WNN based feature classification process (WiSARD classifier)
Aleksander pioneered the development of a groundbreaking digital neuron employing random access memory (RAM) components operating on Boolean logic, giving rise to a novel class of neural networks known as WNNs. In these networks, information was assimilated through the transmission of truth tables kept in the RAM. In the WNNs system, individual nodes were dedicated to identifying distinct portions of input patterns, given distinct addresses in the RAM. This established a mapping standard that could be supplied to the network in a binary configuration. In Figure 7(a), a vivid visual depiction is provided, illustrating the fundamental distinction between weighted and WNNs. RAM devices are the foundation of WNNs, storing essential image attributes through binary initialization, thus representing them as addresses. Conversely, weighted neural networks allocate weights across an entire spectrum of features. The pivotal benefit of utilizing a weightless neural network lies in its modeling and processing of the neural network itself. WNNs employ memory locations and hashing, while their weighted counterparts adjust signal strength between neurons through weighted synapses. In environments with limited memory resources, such as resource-constrained settings, WNNs are the preferred choice over their weighted counterparts. These characteristics position WNNs as an attractive option for specific real-world scenarios, especially those requiring minimal memory overheads for scalability and optimal performance. In our present study, the decision to employ WNNs was motivated by their low computational resource requirements and their potential suitability for real-time applications. In Figure 7(b), a basic depiction of a RAM network and neuron is presented, demonstrating how the network generates output values of either 0 or 1.

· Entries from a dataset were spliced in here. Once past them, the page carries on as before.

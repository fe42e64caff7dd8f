use anyhow::{bail, Context, Result};
use log::info;

use textbook_rsa::{decrypt_to_string, encrypt_string, generate_keys};

const DEFAULT_KEY_SIZE: u32 = 2048;
const DEFAULT_MESSAGE: &str = "My name is Alex and I'm a sausage.";

fn main() -> Result<()> {
    env_logger::init();

    // Usage: textbook-rsa [BITS] [MESSAGE]
    let mut args = std::env::args().skip(1);
    let bits = match args.next() {
        Some(arg) => arg
            .parse::<u32>()
            .with_context(|| format!("invalid key size: {}", arg))?,
        None => DEFAULT_KEY_SIZE,
    };
    let message = args.next().unwrap_or_else(|| DEFAULT_MESSAGE.to_string());
    if args.next().is_some() {
        bail!("usage: textbook-rsa [BITS] [MESSAGE]");
    }

    info!("generating {}-bit key pair", bits);
    let (public, private) = generate_keys(bits).context("key generation failed")?;

    println!("{}", message);

    let ciphertext = encrypt_string(&public, &message).context("encryption failed")?;
    println!("{}", hex::encode(&ciphertext));

    let plaintext = decrypt_to_string(&private, &ciphertext).context("decryption failed")?;
    println!("{}", plaintext);

    Ok(())
}
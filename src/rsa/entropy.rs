// Entropy Source
// Random bytes and random primes for key generation and padding

use rand::rngs::OsRng;
use rand::{CryptoRng, RngCore};

use super::bigint::RsaBigInt;
use super::error::Result;
use super::prime;

/// Supplier of cryptographically secure randomness.
///
/// Implementations must be usable from any thread that owns them; the
/// default source, [`os_entropy`], is stateless and can be created freely.
pub trait EntropySource {
    /// Fill `dest` with random bytes, or fail with
    /// [`RsaError::EntropyUnavailable`](super::error::RsaError::EntropyUnavailable).
    fn fill_bytes(&mut self, dest: &mut [u8]) -> Result<()>;

    /// A probable prime of exactly `bits` bits with the top bit set.
    fn random_prime(&mut self, bits: u32) -> Result<RsaBigInt> {
        prime::random_prime(self, bits, prime::DEFAULT_ROUNDS)
    }
}

/// Adapter turning any `rand` CSPRNG into an [`EntropySource`]
#[derive(Debug, Clone, Default)]
pub struct RandEntropy<R> {
    rng: R,
}

impl<R: RngCore + CryptoRng> RandEntropy<R> {
    pub fn new(rng: R) -> Self {
        Self { rng }
    }
}

impl<R: RngCore + CryptoRng> EntropySource for RandEntropy<R> {
    fn fill_bytes(&mut self, dest: &mut [u8]) -> Result<()> {
        self.rng.try_fill_bytes(dest)?;
        Ok(())
    }
}

/// The operating system's entropy pool
pub type OsEntropy = RandEntropy<OsRng>;

/// Handle to the process-wide OS entropy source
pub fn os_entropy() -> OsEntropy {
    RandEntropy::new(OsRng)
}

/// Draw a single byte in 0x01..=0xFF, resampling zeros
pub fn random_nonzero_byte<E: EntropySource + ?Sized>(source: &mut E) -> Result<u8> {
    let mut byte = [0u8; 1];
    loop {
        source.fill_bytes(&mut byte)?;
        if byte[0] != 0x00 {
            return Ok(byte[0]);
        }
    }
}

WNNs with RAM components offer flexibility in design, with the WiSARD classifier being a particularly favored configuration. It incorporates multiple discriminators, each tailored to a specific class based on user-defined parameters. Figure 8 provides a visual representation of the WiSARD classifier, emphasizing the crucial discriminator module. Equipped with RAM components, this module handles the processing of input patterns. The number of RAM elements present in the discriminator module is established by the patterned model derived from the input patterns. These RAM elements extract sub-patterns from the input pattern, presenting them as pairs. In the testing phase, the RAM component identifies the memory location associated with each pair, generating the stored output value, which can be either 0 or 1. The class pattern is discerned based on the highest cumulative output yielded by the discriminator module.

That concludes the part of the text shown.